> **Your task**
Take from the records below each line that holds "caller".

> **Records to process**
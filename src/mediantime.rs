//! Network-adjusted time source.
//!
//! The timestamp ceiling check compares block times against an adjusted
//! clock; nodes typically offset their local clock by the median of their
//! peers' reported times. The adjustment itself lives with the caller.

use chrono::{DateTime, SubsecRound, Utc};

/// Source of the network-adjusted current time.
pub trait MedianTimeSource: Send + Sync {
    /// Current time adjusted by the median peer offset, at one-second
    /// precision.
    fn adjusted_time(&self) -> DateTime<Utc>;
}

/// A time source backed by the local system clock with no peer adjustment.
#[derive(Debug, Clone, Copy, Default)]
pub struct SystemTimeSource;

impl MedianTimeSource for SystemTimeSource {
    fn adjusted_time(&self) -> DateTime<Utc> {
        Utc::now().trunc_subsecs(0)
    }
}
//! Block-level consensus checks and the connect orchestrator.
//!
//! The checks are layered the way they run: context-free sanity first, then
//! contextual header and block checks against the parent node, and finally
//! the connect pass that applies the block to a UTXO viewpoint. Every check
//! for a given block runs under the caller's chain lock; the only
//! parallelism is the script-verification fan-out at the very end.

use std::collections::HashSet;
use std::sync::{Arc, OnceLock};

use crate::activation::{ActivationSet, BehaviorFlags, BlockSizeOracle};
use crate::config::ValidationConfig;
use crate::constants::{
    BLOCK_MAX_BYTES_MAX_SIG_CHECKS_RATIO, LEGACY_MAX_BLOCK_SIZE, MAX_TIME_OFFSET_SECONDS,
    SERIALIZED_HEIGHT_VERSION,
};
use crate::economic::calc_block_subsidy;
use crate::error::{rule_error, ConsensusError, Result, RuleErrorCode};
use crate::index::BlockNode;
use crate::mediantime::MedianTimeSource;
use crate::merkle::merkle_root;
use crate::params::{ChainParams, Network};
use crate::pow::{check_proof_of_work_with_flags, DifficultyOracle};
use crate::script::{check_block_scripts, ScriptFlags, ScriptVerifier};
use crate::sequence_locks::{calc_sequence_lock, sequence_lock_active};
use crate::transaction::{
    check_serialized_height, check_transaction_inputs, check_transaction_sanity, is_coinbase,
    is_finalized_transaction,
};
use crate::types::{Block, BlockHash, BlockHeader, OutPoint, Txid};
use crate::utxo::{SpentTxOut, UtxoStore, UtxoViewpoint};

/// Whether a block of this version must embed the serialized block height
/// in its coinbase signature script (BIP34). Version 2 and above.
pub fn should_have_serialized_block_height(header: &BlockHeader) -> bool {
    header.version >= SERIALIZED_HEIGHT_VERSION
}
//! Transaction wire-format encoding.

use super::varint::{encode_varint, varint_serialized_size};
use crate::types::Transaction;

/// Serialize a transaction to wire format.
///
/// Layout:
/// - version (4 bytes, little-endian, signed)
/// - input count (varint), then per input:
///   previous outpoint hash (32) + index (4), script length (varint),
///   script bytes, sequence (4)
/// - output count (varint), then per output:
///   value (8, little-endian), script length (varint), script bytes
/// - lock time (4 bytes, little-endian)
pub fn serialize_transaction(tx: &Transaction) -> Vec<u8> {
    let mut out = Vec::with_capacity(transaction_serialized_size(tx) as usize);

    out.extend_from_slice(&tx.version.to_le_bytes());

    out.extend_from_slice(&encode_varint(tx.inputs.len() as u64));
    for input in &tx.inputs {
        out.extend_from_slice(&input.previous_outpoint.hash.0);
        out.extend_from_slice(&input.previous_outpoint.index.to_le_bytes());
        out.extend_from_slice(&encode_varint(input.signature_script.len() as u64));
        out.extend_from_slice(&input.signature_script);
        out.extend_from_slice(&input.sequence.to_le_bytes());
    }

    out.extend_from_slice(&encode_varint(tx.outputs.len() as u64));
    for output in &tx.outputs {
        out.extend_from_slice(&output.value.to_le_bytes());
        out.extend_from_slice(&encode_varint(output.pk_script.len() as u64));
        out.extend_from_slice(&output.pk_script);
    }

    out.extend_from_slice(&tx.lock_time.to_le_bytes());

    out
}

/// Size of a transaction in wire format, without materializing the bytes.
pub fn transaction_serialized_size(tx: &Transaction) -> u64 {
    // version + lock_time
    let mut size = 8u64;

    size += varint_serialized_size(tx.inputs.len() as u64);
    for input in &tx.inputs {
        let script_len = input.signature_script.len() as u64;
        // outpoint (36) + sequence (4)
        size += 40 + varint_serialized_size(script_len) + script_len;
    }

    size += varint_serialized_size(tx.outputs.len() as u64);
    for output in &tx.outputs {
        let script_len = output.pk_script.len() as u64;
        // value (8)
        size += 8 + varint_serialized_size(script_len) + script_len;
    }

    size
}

> **Output**
//! peers' reported times. The adjustment itself lives with the caller.
//! for a given block runs under the caller's chain lock; the only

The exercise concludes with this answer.